**TASK BRIEF**
Your task is to count the lines of the entries below that include the word "onError" and to give only the resulting number.

- - -

//! Browser console logging
//!
//! `tracing` events are formatted by the fmt layer (no timestamps, no ANSI)
//! and forwarded to `console.error` / `console.warn` / `console.log`.

use std::io;

use tracing::{Level, Metadata};
use tracing_subscriber::{
    filter::LevelFilter, fmt::MakeWriter, layer::SubscriberExt, util::SubscriberInitExt,
};

/// Buffers one formatted event and flushes it to the console on drop
pub struct ConsoleWriter {
    level: Level,
    buf: Vec<u8>,
}

impl io::Write for ConsoleWriter {
    fn write(&mut self, buf: &[u8]) -> io::Result<usize> {
        self.buf.extend_from_slice(buf);
        Ok(buf.len())
    }

    fn flush(&mut self) -> io::Result<()> {
        Ok(())
    }
}

impl Drop for ConsoleWriter {
    fn drop(&mut self) {
        let line = String::from_utf8_lossy(&self.buf);
        let line = wasm_bindgen::JsValue::from_str(line.trim_end());
        match self.level {
            Level::ERROR => web_sys::console::error_1(&line),
            Level::WARN => web_sys::console::warn_1(&line),
            _ => web_sys::console::log_1(&line),
        }
    }
}

pub struct ConsoleMakeWriter;

impl<'a> MakeWriter<'a> for ConsoleMakeWriter {
    type Writer = ConsoleWriter;

    fn make_writer(&'a self) -> Self::Writer {
        ConsoleWriter {
            level: Level::INFO,
            buf: Vec::new(),
        }
    }

    fn make_writer_for(&'a self, meta: &Metadata<'_>) -> Self::Writer {
        ConsoleWriter {
            level: *meta.level(),
            buf: Vec::new(),
        }
    }
}

/// Install the console subscriber. Safe to call more than once.
pub fn init() {
    let layer = tracing_subscriber::fmt::layer()
        .with_writer(ConsoleMakeWriter)
        .with_ansi(false)
        .without_time();

    let _ = tracing_subscriber::registry()
        .with(LevelFilter::INFO)
        .with(layer)
        .try_init();
}
//! DOM mount points
//!
//! The checkout page's fixed elements, looked up by id on every access.

use checkout_core::{CheckoutError, CheckoutPage, MountPoints, Result};
use wasm_bindgen::{closure::Closure, JsCast};
use web_sys::{Document, Element, HtmlElement, HtmlInputElement};

/// Checkout page backed by the live document
#[derive(Clone)]
pub struct DomPage {
    document: Document,
    mounts: MountPoints,
}

impl DomPage {
    pub fn new(document: Document, mounts: MountPoints) -> Self {
        Self { document, mounts }
    }

    /// Page for the current window with the default mount points
    pub fn from_window() -> Result<Self> {
        let document = web_sys::window()
            .and_then(|w| w.document())
            .ok_or_else(|| CheckoutError::MountPoint("document".into()))?;

        Ok(Self::new(document, MountPoints::default()))
    }

    pub fn document(&self) -> &Document {
        &self.document
    }

    pub fn mounts(&self) -> &MountPoints {
        &self.mounts
    }

    fn element(&self, id: &str) -> Option<Element> {
        let element = self.document.get_element_by_id(id);
        if element.is_none() {
            tracing::warn!(id, "Page element not found");
        }
        element
    }

    fn html_element(&self, id: &str) -> Option<HtmlElement> {
        self.element(id).and_then(|e| e.dyn_into::<HtmlElement>().ok())
    }

    /// The order-info panel the status presenter renders into
    pub fn order_info(&self) -> Result<HtmlElement> {
        self.html_element(&self.mounts.order_info)
            .ok_or_else(|| CheckoutError::MountPoint(self.mounts.order_info.clone()))
    }

    /// Run `handler` on every `input` event of the amount field
    pub fn on_amount_input(&self, handler: impl Fn() + 'static) -> Result<()> {
        let input = self
            .element(&self.mounts.amount_input)
            .ok_or_else(|| CheckoutError::MountPoint(self.mounts.amount_input.clone()))?;

        let listener = Closure::<dyn Fn()>::new(handler);
        input
            .add_event_listener_with_callback("input", listener.as_ref().unchecked_ref())
            .map_err(|e| CheckoutError::MountPoint(format!("{e:?}")))?;
        // Lives as long as the page.
        listener.forget();
        Ok(())
    }
}

impl CheckoutPage for DomPage {
    fn amount_value(&self) -> Option<String> {
        self.element(&self.mounts.amount_input)
            .and_then(|e| e.dyn_into::<HtmlInputElement>().ok())
            .map(|input| input.value())
    }

    fn set_total(&self, total: &str) {
        if let Some(display) = self.element(&self.mounts.total_amount) {
            display.set_text_content(Some(total));
        }
    }

    fn hide_card_section(&self) {
        if let Some(section) = self.html_element(&self.mounts.card_section) {
            if let Err(e) = section.style().set_property("display", "none") {
                tracing::warn!(error = ?e, "Could not hide card section");
            }
        }
    }

    fn on_card_submit(&self, handler: Box<dyn Fn()>) {
        let Some(button) = self.element(&self.mounts.card_submit) else {
            return;
        };

        let listener = Closure::wrap(handler);
        if let Err(e) =
            button.add_event_listener_with_callback("click", listener.as_ref().unchecked_ref())
        {
            tracing::error!(error = ?e, "Could not wire card submit button");
            return;
        }
        listener.forget();
    }
}
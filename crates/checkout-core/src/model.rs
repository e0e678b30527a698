//! Wire types for the order backend.

use serde::{Deserialize, Serialize};

use crate::error::{CheckoutError, Result};

/// Funding instrument chosen in the SDK (card, venmo, paylater, ...)
///
/// Opaque to this crate; forwarded to the backend as-is.
#[derive(Clone, Debug, PartialEq, Eq, Serialize, Deserialize)]
#[serde(transparent)]
pub struct PaymentSource(String);

impl PaymentSource {
    pub fn new(source: impl Into<String>) -> Self {
        Self(source.into())
    }

    pub fn as_str(&self) -> &str {
        &self.0
    }
}

impl std::fmt::Display for PaymentSource {
    fn fmt(&self, f: &mut std::fmt::Formatter<'_>) -> std::fmt::Result {
        write!(f, "{}", self.0)
    }
}

/// Body of `POST /api/checkout-orders`
#[derive(Clone, Debug, PartialEq, Eq, Serialize, Deserialize)]
#[serde(rename_all = "camelCase")]
pub struct CreateOrderRequest {
    /// Amount exactly as entered (or the default)
    pub total_amount: String,

    /// Omitted from the body when the SDK did not supply one
    #[serde(default, skip_serializing_if = "Option::is_none")]
    pub payment_source: Option<PaymentSource>,
}

/// Order returned by the backend. Only the id is used.
#[derive(Clone, Debug, PartialEq, Eq, Serialize, Deserialize)]
pub struct Order {
    pub id: String,
}

/// Monetary amount as reported by a capture
#[derive(Clone, Debug, PartialEq, Eq, Serialize, Deserialize)]
pub struct Money {
    pub value: String,
    pub currency_code: String,
}

/// A single capture (transaction) record
#[derive(Clone, Debug, PartialEq, Eq, Serialize, Deserialize)]
pub struct Capture {
    pub id: String,
    pub amount: Money,
    pub status: String,
}

#[derive(Clone, Debug, Default, PartialEq, Eq, Serialize, Deserialize)]
pub struct Payments {
    #[serde(default)]
    pub captures: Vec<Capture>,
}

#[derive(Clone, Debug, Default, PartialEq, Eq, Serialize, Deserialize)]
pub struct PurchaseUnit {
    #[serde(default)]
    pub payments: Payments,
}

/// Body returned by `POST /api/orders/{id}/capture`
#[derive(Clone, Debug, Default, PartialEq, Eq, Serialize, Deserialize)]
pub struct CaptureResponse {
    #[serde(default)]
    pub purchase_units: Vec<PurchaseUnit>,
}

impl CaptureResponse {
    /// First capture of the first purchase unit.
    ///
    /// An empty unit or capture list is a malformed response.
    pub fn first_capture(&self) -> Result<&Capture> {
        let unit = self.purchase_units.first().ok_or_else(|| {
            CheckoutError::MalformedResponse("no purchase units in capture response".into())
        })?;

        unit.payments.captures.first().ok_or_else(|| {
            CheckoutError::MalformedResponse("no captures in first purchase unit".into())
        })
    }
}

#[cfg(test)]
mod tests {
    use super::*;

    #[test]
    fn test_create_order_request_body() {
        let request = CreateOrderRequest {
            total_amount: "10.00".into(),
            payment_source: Some(PaymentSource::new("paypal")),
        };
        let body = serde_json::to_value(&request).unwrap();
        assert_eq!(
            body,
            serde_json::json!({"totalAmount": "10.00", "paymentSource": "paypal"})
        );
    }

    #[test]
    fn test_missing_payment_source_is_omitted() {
        let request = CreateOrderRequest {
            total_amount: "5.00".into(),
            payment_source: None,
        };
        let body = serde_json::to_string(&request).unwrap();
        assert_eq!(body, r#"{"totalAmount":"5.00"}"#);
    }

    #[test]
    fn test_order_ignores_extra_fields() {
        let order: Order =
            serde_json::from_str(r#"{"id":"O-1","status":"CREATED","links":[]}"#).unwrap();
        assert_eq!(order.id, "O-1");
    }

    #[test]
    fn test_first_capture() {
        let response: CaptureResponse = serde_json::from_value(serde_json::json!({
            "id": "O-1",
            "purchase_units": [{
                "payments": {
                    "captures": [{
                        "id": "C-1",
                        "amount": {"value": "10.00", "currency_code": "USD"},
                        "status": "COMPLETED"
                    }]
                }
            }]
        }))
        .unwrap();

        let capture = response.first_capture().unwrap();
        assert_eq!(capture.id, "C-1");
        assert_eq!(capture.amount.value, "10.00");
        assert_eq!(capture.amount.currency_code, "USD");
        assert_eq!(capture.status, "COMPLETED");
    }

    #[test]
    fn test_empty_capture_response_is_malformed() {
        let empty = CaptureResponse::default();
        assert!(matches!(
            empty.first_capture(),
            Err(CheckoutError::MalformedResponse(_))
        ));

        let no_captures: CaptureResponse =
            serde_json::from_str(r#"{"purchase_units":[{"payments":{"captures":[]}}]}"#).unwrap();
        assert!(no_captures.first_capture().is_err());
    }
}
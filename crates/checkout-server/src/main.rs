//! PayPal checkout dev server
//!
//! Axum server hosting the checkout page. It serves the static frontend,
//! hands the page its SDK configuration, and forwards the two checkout
//! endpoints to the order backend.

mod config;
mod handlers;
mod state;

use axum::{
    routing::{get, post},
    Router,
};
use tower_http::{
    cors::{Any, CorsLayer},
    services::ServeDir,
    trace::TraceLayer,
};
use tracing_subscriber::{layer::SubscriberExt, util::SubscriberInitExt};

use crate::config::ServerConfig;
use crate::handlers::{capture_order, create_order, health_check, sdk_config};
use crate::state::AppState;

/// Build the router
pub fn app(state: AppState) -> Router {
    // CORS configuration
    let cors = CorsLayer::new()
        .allow_origin(Any)
        .allow_methods(Any)
        .allow_headers(Any);

    let static_files = ServeDir::new(&state.config.static_dir);

    Router::new()
        // Health & config
        .route("/health", get(health_check))
        .route("/api/config", get(sdk_config))
        // Checkout (forwarded to the order backend)
        .route("/api/checkout-orders", post(create_order))
        .route("/api/orders/{order_id}/capture", post(capture_order))
        // Static files (WASM frontend)
        .fallback_service(static_files)
        .layer(cors)
        .layer(TraceLayer::new_for_http())
        .with_state(state)
}

#[tokio::main]
async fn main() -> anyhow::Result<()> {
    // Load environment (before tracing, so RUST_LOG from .env applies)
    dotenvy::dotenv().ok();

    // Initialize tracing
    tracing_subscriber::registry()
        .with(tracing_subscriber::EnvFilter::new(config::log_directives(
            |key| std::env::var(key).ok(),
        )))
        .with(tracing_subscriber::fmt::layer())
        .init();

    let config = ServerConfig::from_env();

    if config.client_id_configured() {
        tracing::info!("✓ PayPal client id configured");
    } else {
        tracing::warn!("⚠ PayPal client id not configured - the SDK will not load");
        tracing::warn!("  Set PAYPAL_CLIENT_ID in .env");
    }
    tracing::info!(backend = %config.backend_url, "Forwarding checkout calls");

    let addr = config.bind_addr.clone();
    let state = AppState::new(config);

    let listener = tokio::net::TcpListener::bind(&addr).await?;

    tracing::info!("══════════════════════════════════════════════════");
    tracing::info!("🚀 checkout server running on http://{}", addr);
    tracing::info!("══════════════════════════════════════════════════");
    tracing::info!("");
    tracing::info!("Endpoints:");
    tracing::info!("  GET  /health                      - Health check");
    tracing::info!("  GET  /api/config                  - SDK configuration");
    tracing::info!("  POST /api/checkout-orders         - Create order");
    tracing::info!("  POST /api/orders/{{id}}/capture     - Capture order");
    tracing::info!("");

    axum::serve(listener, app(state)).await?;

    Ok(())
}
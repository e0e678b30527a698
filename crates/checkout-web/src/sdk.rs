//! PayPal SDK adapter
//!
//! Implements the core [`PaymentSdk`] / [`CardFields`] traits on top of the
//! raw bindings. Callback objects handed to the SDK are built from the shared
//! [`CheckoutCallbacks`]; async callbacks become JS promises.

use std::rc::Rc;

use checkout_core::{
    ButtonStyle, CardField, CardFields, CheckoutCallbacks, CheckoutError, MessagesOptions,
    PaymentSdk, PaymentSource, Result,
};
use js_sys::{Function, Object, Promise, Reflect};
use serde::Serialize;
use wasm_bindgen::{closure::Closure, JsCast, JsValue};
use wasm_bindgen_futures::{future_to_promise, spawn_local, JsFuture};

use crate::bindings::{JsCardFields, JsComponent, JsPaypal};

/// Best-effort text for a thrown JS value
pub fn describe_js(value: &JsValue) -> String {
    if let Some(text) = value.as_string() {
        return text;
    }
    if let Some(error) = value.dyn_ref::<js_sys::Error>() {
        return String::from(error.message());
    }
    format!("{value:?}")
}

fn sdk_error(value: JsValue) -> CheckoutError {
    CheckoutError::Sdk(describe_js(&value))
}

/// Serialize through JSON so the SDK receives a plain object
fn to_js<T: Serialize>(value: &T) -> Result<JsValue> {
    let json = serde_json::to_string(value)?;
    js_sys::JSON::parse(&json).map_err(sdk_error)
}

fn set(target: &Object, key: &str, value: &JsValue) -> Result<()> {
    Reflect::set(target, &JsValue::from_str(key), value).map_err(sdk_error)?;
    Ok(())
}

fn get_string(data: &JsValue, key: &str) -> Option<String> {
    Reflect::get(data, &JsValue::from_str(key))
        .ok()
        .and_then(|value| value.as_string())
}

/// Await a render promise in the background, logging rejection
fn spawn_render(widget: &'static str, promise: Promise) {
    spawn_local(async move {
        if let Err(e) = JsFuture::from(promise).await {
            tracing::error!(widget, error = %describe_js(&e), "Widget render failed");
        }
    });
}

/// `{createOrder, onApprove, onError[, onCancel]}` for an SDK component
fn callback_options(callbacks: &Rc<dyn CheckoutCallbacks>, with_cancel: bool) -> Result<Object> {
    let options = Object::new();

    let cb = callbacks.clone();
    let create_order = Closure::<dyn Fn(JsValue) -> Promise>::new(move |data: JsValue| {
        let cb = cb.clone();
        let source = get_string(&data, "paymentSource").map(PaymentSource::new);
        future_to_promise(async move {
            cb.create_order(source)
                .await
                .map(JsValue::from)
                .map_err(|e| js_sys::Error::new(&e.to_string()).into())
        })
    });
    set(&options, "createOrder", &create_order.into_js_value())?;

    let cb = callbacks.clone();
    let on_approve = Closure::<dyn Fn(JsValue) -> Promise>::new(move |data: JsValue| {
        let cb = cb.clone();
        let order_id = get_string(&data, "orderID");
        future_to_promise(async move {
            match order_id {
                Some(order_id) => cb.on_approve(&order_id).await,
                None => cb.on_error("approval received without an order id"),
            }
            Ok(JsValue::UNDEFINED)
        })
    });
    set(&options, "onApprove", &on_approve.into_js_value())?;

    let cb = callbacks.clone();
    let on_error = Closure::<dyn Fn(JsValue)>::new(move |err: JsValue| {
        cb.on_error(&describe_js(&err));
    });
    set(&options, "onError", &on_error.into_js_value())?;

    if with_cancel {
        let cb = callbacks.clone();
        let on_cancel = Closure::<dyn Fn(JsValue)>::new(move |_data: JsValue| cb.on_cancel());
        set(&options, "onCancel", &on_cancel.into_js_value())?;
    }

    Ok(options)
}

/// Handle to the loaded `paypal` namespace
pub struct PaypalSdk {
    paypal: JsPaypal,
}

impl PaypalSdk {
    /// Look up `window.paypal`; fails if the script has not run
    pub fn from_window() -> Result<Self> {
        let value = Reflect::get(&js_sys::global(), &JsValue::from_str("paypal"))
            .map_err(sdk_error)?;

        if value.is_undefined() || value.is_null() {
            return Err(CheckoutError::Sdk("paypal namespace not found".into()));
        }

        Ok(Self {
            paypal: value.unchecked_into(),
        })
    }
}

impl PaymentSdk for PaypalSdk {
    type CardFields = PaypalCardFields;

    fn render_buttons(
        &self,
        style: &ButtonStyle,
        callbacks: Rc<dyn CheckoutCallbacks>,
        container: &str,
    ) -> Result<()> {
        let options = callback_options(&callbacks, true)?;
        set(&options, "style", &to_js(style)?)?;

        let buttons = self.paypal.buttons(&options).map_err(sdk_error)?;
        spawn_render("buttons", buttons.render(container).map_err(sdk_error)?);
        Ok(())
    }

    fn supports_messages(&self) -> bool {
        Reflect::get(&self.paypal, &JsValue::from_str("Messages"))
            .map(|value| value.is_instance_of::<Function>())
            .unwrap_or(false)
    }

    fn render_messages(&self, options: &MessagesOptions, container: &str) -> Result<()> {
        let messages = self.paypal.messages(&to_js(options)?).map_err(sdk_error)?;
        spawn_render("messages", messages.render(container).map_err(sdk_error)?);
        Ok(())
    }

    fn card_fields(&self, callbacks: Rc<dyn CheckoutCallbacks>) -> Result<PaypalCardFields> {
        let options = callback_options(&callbacks, false)?;
        let inner = self.paypal.card_fields(&options).map_err(sdk_error)?;
        Ok(PaypalCardFields { inner })
    }
}

/// Card-entry widget
pub struct PaypalCardFields {
    inner: JsCardFields,
}

impl CardFields for PaypalCardFields {
    fn is_eligible(&self) -> bool {
        self.inner.is_eligible()
    }

    fn render(&self, field: CardField, container: &str) -> Result<()> {
        let component: JsComponent = match field {
            CardField::Number => self.inner.number_field(),
            CardField::Expiry => self.inner.expiry_field(),
            CardField::Cvv => self.inner.cvv_field(),
        }
        .map_err(sdk_error)?;

        spawn_render("card-field", component.render(container).map_err(sdk_error)?);
        Ok(())
    }

    fn submit(&self) {
        match self.inner.submit() {
            Ok(promise) => spawn_local(async move {
                // Validation failures also reach onError through the SDK.
                if let Err(e) = JsFuture::from(promise).await {
                    tracing::warn!(error = %describe_js(&e), "Card submission rejected");
                }
            }),
            Err(e) => tracing::error!(error = %describe_js(&e), "Card submission failed"),
        }
    }
}
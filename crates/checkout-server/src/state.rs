//! Application State

use std::sync::Arc;

use crate::config::ServerConfig;

/// Shared application state
#[derive(Clone)]
pub struct AppState {
    /// Server configuration (SDK settings, backend location)
    pub config: Arc<ServerConfig>,

    /// Client for the order backend
    pub http: reqwest::Client,
}

impl AppState {
    pub fn new(config: ServerConfig) -> Self {
        Self {
            config: Arc::new(config),
            http: reqwest::Client::new(),
        }
    }

    /// Absolute URL of `path` on the order backend
    pub fn backend_url(&self, path: &str) -> String {
        format!("{}{}", self.config.backend_url, path)
    }
}
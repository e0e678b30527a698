//! PayPal checkout page
//!
//! WASM frontend wiring the PayPal JS SDK to the order workflow in
//! `checkout-core`. The page markup (amount input, widget containers,
//! order-info panel) is served as static HTML; this crate only attaches to
//! it.

mod api;
mod app;
mod bindings;
mod dom;
mod loader;
mod logging;
mod sdk;
mod status;

pub use dom::DomPage;
pub use loader::DomScriptLoader;
pub use sdk::{PaypalCardFields, PaypalSdk};
pub use status::{LeptosStatusPanel, OrderInfo};

use wasm_bindgen::prelude::*;

/// WASM entry point
#[wasm_bindgen(start)]
pub fn main() {
    console_error_panic_hook::set_once();
    logging::init();
    app::run_when_ready();
}
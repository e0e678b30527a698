//! Mock Backend and Page
//!
//! For testing and headless demos. The backend hands out sequential order
//! ids and answers captures from a configurable JSON body.

use std::cell::{Cell, RefCell};

use async_trait::async_trait;

use crate::backend::CheckoutBackend;
use crate::error::{CheckoutError, Result};
use crate::model::{CaptureResponse, CreateOrderRequest, Order};
use crate::page::CheckoutPage;

/// Failure a scripted call answers with
#[derive(Clone, Debug)]
enum Failure {
    Status(u16),
    Network(String),
}

impl Failure {
    fn to_error(&self) -> CheckoutError {
        match self {
            Failure::Status(status) => CheckoutError::Status(*status),
            Failure::Network(reason) => CheckoutError::Network(reason.clone()),
        }
    }
}

/// Scripted order backend
pub struct MockBackend {
    create_failure: Option<Failure>,
    capture_failure: Option<Failure>,
    capture_body: serde_json::Value,
    next_order: Cell<u32>,
    create_requests: RefCell<Vec<CreateOrderRequest>>,
    capture_requests: RefCell<Vec<String>>,
}

impl Default for MockBackend {
    fn default() -> Self {
        Self::new()
    }
}

impl MockBackend {
    /// Backend that succeeds with a single `COMPLETED` capture of 10.00 USD
    pub fn new() -> Self {
        Self {
            create_failure: None,
            capture_failure: None,
            capture_body: Self::completed_capture("C-1", "10.00", "USD"),
            next_order: Cell::new(1),
            create_requests: RefCell::new(Vec::new()),
            capture_requests: RefCell::new(Vec::new()),
        }
    }

    /// Capture response body with exactly one capture
    pub fn completed_capture(id: &str, value: &str, currency: &str) -> serde_json::Value {
        serde_json::json!({
            "purchase_units": [{
                "payments": {
                    "captures": [{
                        "id": id,
                        "amount": {"value": value, "currency_code": currency},
                        "status": "COMPLETED"
                    }]
                }
            }]
        })
    }

    /// Fail order creation with an HTTP status
    pub fn failing_create(mut self, status: u16) -> Self {
        self.create_failure = Some(Failure::Status(status));
        self
    }

    /// Fail order creation as if the backend were unreachable
    pub fn failing_create_network(mut self, reason: impl Into<String>) -> Self {
        self.create_failure = Some(Failure::Network(reason.into()));
        self
    }

    /// Fail capture with an HTTP status
    pub fn failing_capture(mut self, status: u16) -> Self {
        self.capture_failure = Some(Failure::Status(status));
        self
    }

    /// Answer captures with this body
    pub fn with_capture_body(mut self, body: serde_json::Value) -> Self {
        self.capture_body = body;
        self
    }

    pub fn create_requests(&self) -> Vec<CreateOrderRequest> {
        self.create_requests.borrow().clone()
    }

    pub fn capture_requests(&self) -> Vec<String> {
        self.capture_requests.borrow().clone()
    }
}

#[async_trait(?Send)]
impl CheckoutBackend for MockBackend {
    async fn create_order(&self, request: &CreateOrderRequest) -> Result<Order> {
        self.create_requests.borrow_mut().push(request.clone());

        if let Some(failure) = &self.create_failure {
            return Err(failure.to_error());
        }

        let n = self.next_order.get();
        self.next_order.set(n + 1);
        Ok(Order { id: format!("O-{n}") })
    }

    async fn capture_order(&self, order_id: &str) -> Result<CaptureResponse> {
        self.capture_requests.borrow_mut().push(order_id.to_string());

        if let Some(failure) = &self.capture_failure {
            return Err(failure.to_error());
        }

        Ok(serde_json::from_value(self.capture_body.clone())?)
    }
}

/// Page with in-memory mount points
#[derive(Default)]
pub struct MockPage {
    amount: RefCell<Option<String>>,
    total: RefCell<Option<String>>,
    card_hidden: Cell<bool>,
    submit_handler: RefCell<Option<Box<dyn Fn()>>>,
}

impl MockPage {
    /// Page whose amount field holds `amount`
    pub fn with_amount(amount: &str) -> Self {
        let page = Self::default();
        page.type_amount(amount);
        page
    }

    /// Page without an amount field at all
    pub fn without_amount() -> Self {
        Self::default()
    }

    pub fn type_amount(&self, amount: &str) {
        *self.amount.borrow_mut() = Some(amount.to_string());
    }

    pub fn total(&self) -> Option<String> {
        self.total.borrow().clone()
    }

    pub fn card_section_hidden(&self) -> bool {
        self.card_hidden.get()
    }

    pub fn has_submit_handler(&self) -> bool {
        self.submit_handler.borrow().is_some()
    }

    /// Simulate a click on the card submit button. Returns false if nothing is wired.
    pub fn click_card_submit(&self) -> bool {
        match self.submit_handler.borrow().as_ref() {
            Some(handler) => {
                handler();
                true
            }
            None => false,
        }
    }
}

impl CheckoutPage for MockPage {
    fn amount_value(&self) -> Option<String> {
        self.amount.borrow().clone()
    }

    fn set_total(&self, total: &str) {
        *self.total.borrow_mut() = Some(total.to_string());
    }

    fn hide_card_section(&self) {
        self.card_hidden.set(true);
    }

    fn on_card_submit(&self, handler: Box<dyn Fn()>) {
        *self.submit_handler.borrow_mut() = Some(handler);
    }
}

- - -

**EXERCISE ANSWER**
3